The Statistics Screen will display a bunch of various useful bits of info.

Requests. Active CF threads, slowest threads, active sessions, cumulative server usage, highest hit counts, cache status, etc. By looking at this info, you can find long-running active requests that can actually wreak havoc on the whole server. You start chopping those down, and before you know it, your server will run like a race horse. There’s also a memory statistics section.

Memory. Shows general memory usage, requests by memory usage, threads by memory usage, queries by memory usage, sessions by memory usage, application scope mrmory usage. You may at times find large amounts of memory that aren’t even used effectively in your apps, thus can slightly tweak the way things are being done. Beware: Garbage Collection isn’t always the answer. Memory can be hidden in shared scopes or caches.

Database. Active queries, slowest queries, cached queries, etc. Most frequently run queries.

Errors. Requests with errors, requests that have timed out. Having a lot of errors used to cause stability issues; not as much now, although if your logs fill up the whole hard drive, ColdFusion will have a problem! Plus, if you’re having that many errors, won’t you want to know about it?

Alerts. Can set alerts for various circumstances you’ll want to be notified on. If the hung thread count reaches a certain maximum, or if a thread has run for x seconds, you can do certain actions (send email, dump snapshot, kill thread, reject any more requests) or you can supply a processing CFC that can then do anything you want.

The Snapshots Screen will give you all the details of the server at the moment the snapshot was taken. Will save all the detail into a text file.
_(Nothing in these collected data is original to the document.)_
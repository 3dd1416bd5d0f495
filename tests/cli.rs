//! CLI behaviour and exit codes.
//!
//! 0 - run completed (pair failures included)
//! 1 - fatal error (queue lost, bad config, unreadable input)
//! 2 - usage error (clap)

use std::io::Write;
use std::process::Command;

use tempfile::{NamedTempFile, TempDir};

fn run(args: &[&str]) -> (String, String, i32) {
    let home = TempDir::new().unwrap();
    let output = Command::new(env!("CARGO_BIN_EXE_mergepilot"))
        .args(["--no-color"])
        .args(args)
        .env("HOME", home.path())
        .env_remove("MERGEPILOT_CONFIG")
        .output()
        .expect("Failed to execute mergepilot");

    (
        String::from_utf8_lossy(&output.stdout).to_string(),
        String::from_utf8_lossy(&output.stderr).to_string(),
        output.status.code().unwrap_or(-1),
    )
}

fn json_file(content: &str) -> NamedTempFile {
    let mut file = NamedTempFile::new().unwrap();
    file.write_all(content.as_bytes()).unwrap();
    file
}

const FIXTURE: &str = r#"{
    "pairs": [
        {
            "left": { "id": "Acme", "contact_count": "5", "domain": "acme.biz" },
            "right": { "id": "Acme Inc", "contact_count": "12", "domain": "acme.org" }
        },
        {
            "left": { "id": "Globex", "contact_count": "--", "domain": "globex.io" },
            "right": { "id": "Globex Corp", "contact_count": "--", "domain": "globex.com" },
            "behaviour": { "selection_sticks": false }
        }
    ]
}"#;

mod help {
    use super::*;

    #[test]
    fn test_help_lists_subcommands() {
        let (stdout, _, code) = run(&["--help"]);
        assert_eq!(code, 0);
        for cmd in ["run", "simulate", "decide", "config"] {
            assert!(stdout.contains(cmd), "help should mention {cmd}");
        }
    }

    #[test]
    fn test_unknown_command_is_usage_error() {
        let (_, _, code) = run(&["frobnicate"]);
        assert_eq!(code, 2);
    }
}

mod config {
    use super::*;

    #[test]
    fn test_prints_default_config() {
        let (stdout, _, code) = run(&["config"]);
        assert_eq!(code, 0);
        assert!(stdout.contains("[run]"));
        assert!(stdout.contains("pairs = 10"));
        assert!(stdout.contains("[browser.selectors]"));
    }

    #[test]
    fn test_init_writes_config_once() {
        let dir = TempDir::new().unwrap();
        let path = dir.path().join("config.toml");
        let path = path.to_str().unwrap();

        let (stdout, _, code) = run(&["-c", path, "config", "--init"]);
        assert_eq!(code, 0);
        assert!(stdout.contains("Wrote"));

        let written = std::fs::read_to_string(path).unwrap();
        assert!(written.contains("max_pair_failures = 2"));

        std::fs::write(path, "[run]\npairs = 3\n").unwrap();
        let (stdout, _, code) = run(&["-c", path, "config"]);
        assert_eq!(code, 0);
        assert!(stdout.contains("pairs = 3"));

        let (_, stderr, code) = run(&["-c", path, "config", "--init"]);
        assert_eq!(code, 1);
        assert!(stderr.contains("already exists"));
    }

    #[test]
    fn test_missing_explicit_config_is_fatal() {
        let (_, stderr, code) = run(&["-c", "/nonexistent/mergepilot.toml", "config"]);
        assert_eq!(code, 1);
        assert!(stderr.contains("mergepilot.toml"));
    }
}

mod simulate {
    use super::*;

    #[test]
    fn test_simulate_prints_summary() {
        let fixture = json_file(FIXTURE);
        let (stdout, _, code) = run(&["simulate", fixture.path().to_str().unwrap()]);

        assert_eq!(code, 0);
        assert!(stdout.contains("Acme <> Acme Inc"));
        assert!(stdout.contains("merged, kept right record (contact_count)"));
        assert!(stdout.contains("Failed    : 1"));
        assert!(stdout.contains("queue empty"));
    }

    #[test]
    fn test_simulate_dry_run() {
        let fixture = json_file(FIXTURE);
        let (stdout, _, code) = run(&["simulate", "--dry-run", fixture.path().to_str().unwrap()]);

        assert_eq!(code, 0);
        assert!(stdout.contains("dry run, would keep right record (domain_rank)"));
    }

    #[test]
    fn test_lost_queue_exits_one() {
        let fixture = json_file(
            r#"{ "pairs": [
                { "left": { "id": "a" }, "right": { "id": "b" } },
                { "left": { "id": "c" }, "right": { "id": "d" } }
            ], "unavailable_after": 1 }"#,
        );
        let (_, stderr, code) = run(&["simulate", fixture.path().to_str().unwrap()]);

        assert_eq!(code, 1);
        assert!(stderr.contains("Run aborted"));
    }
}

mod decide {
    use super::*;

    #[test]
    fn test_decide_company_pair() {
        let left = json_file(r#"{ "contact_count": "3", "domain": "acme.xyz" }"#);
        let right = json_file(r#"{ "contact_count": "3", "domain": "acme.net" }"#);
        let (stdout, _, code) = run(&[
            "decide",
            left.path().to_str().unwrap(),
            right.path().to_str().unwrap(),
        ]);

        assert_eq!(code, 0);
        assert!(stdout.contains("Keep : left"));
        assert!(stdout.contains("default_left"));
    }

    #[test]
    fn test_decide_contact_reject() {
        let left = json_file(r#"{ "email": "a@acme.com", "contact_type": "Vendor" }"#);
        let right = json_file(r#"{ "email": "b@acme.com" }"#);
        let (stdout, _, code) = run(&[
            "decide",
            "--entity",
            "contact",
            left.path().to_str().unwrap(),
            right.path().to_str().unwrap(),
        ]);

        assert_eq!(code, 0);
        assert!(stdout.contains("reject: neither record is a company employee"));
    }

    #[test]
    fn test_decide_unparseable_count_fails() {
        let left = json_file(r#"{ "contact_count": "lots" }"#);
        let right = json_file(r#"{ "contact_count": "2" }"#);
        let (_, _, code) = run(&[
            "decide",
            left.path().to_str().unwrap(),
            right.path().to_str().unwrap(),
        ]);

        assert_eq!(code, 1);
    }
}

#[cfg(not(feature = "browser"))]
#[test]
fn test_run_without_browser_support() {
    let (_, stderr, code) = run(&["run", "--pairs", "1"]);
    assert_eq!(code, 1);
    assert!(stderr.contains("--features browser"));
}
Can’t automate regular snapshots, although you probably could do it with the Admin API. Just set up a scheduled task that tells the Admin API to take a snapshot.

2 Responses to “ColdFusion 8 Server Monitoring”

  1. David Says:

    I was at a presentation by Scott Cortese (Universal mind) and he indicated that the only part of the server monitor that should NOT be used in production is the session monitor/manager.

    Please correct me if you heard otherwise.

    David

  2. Josh Says:

    David, you’re right. I misunderstood this in the beginning of the session and didn’t correct my notes as I was taking them.

    I’m pretty sure it was the memory monitoring that should not be enabled in production. I corrected my notes above. Thanks again.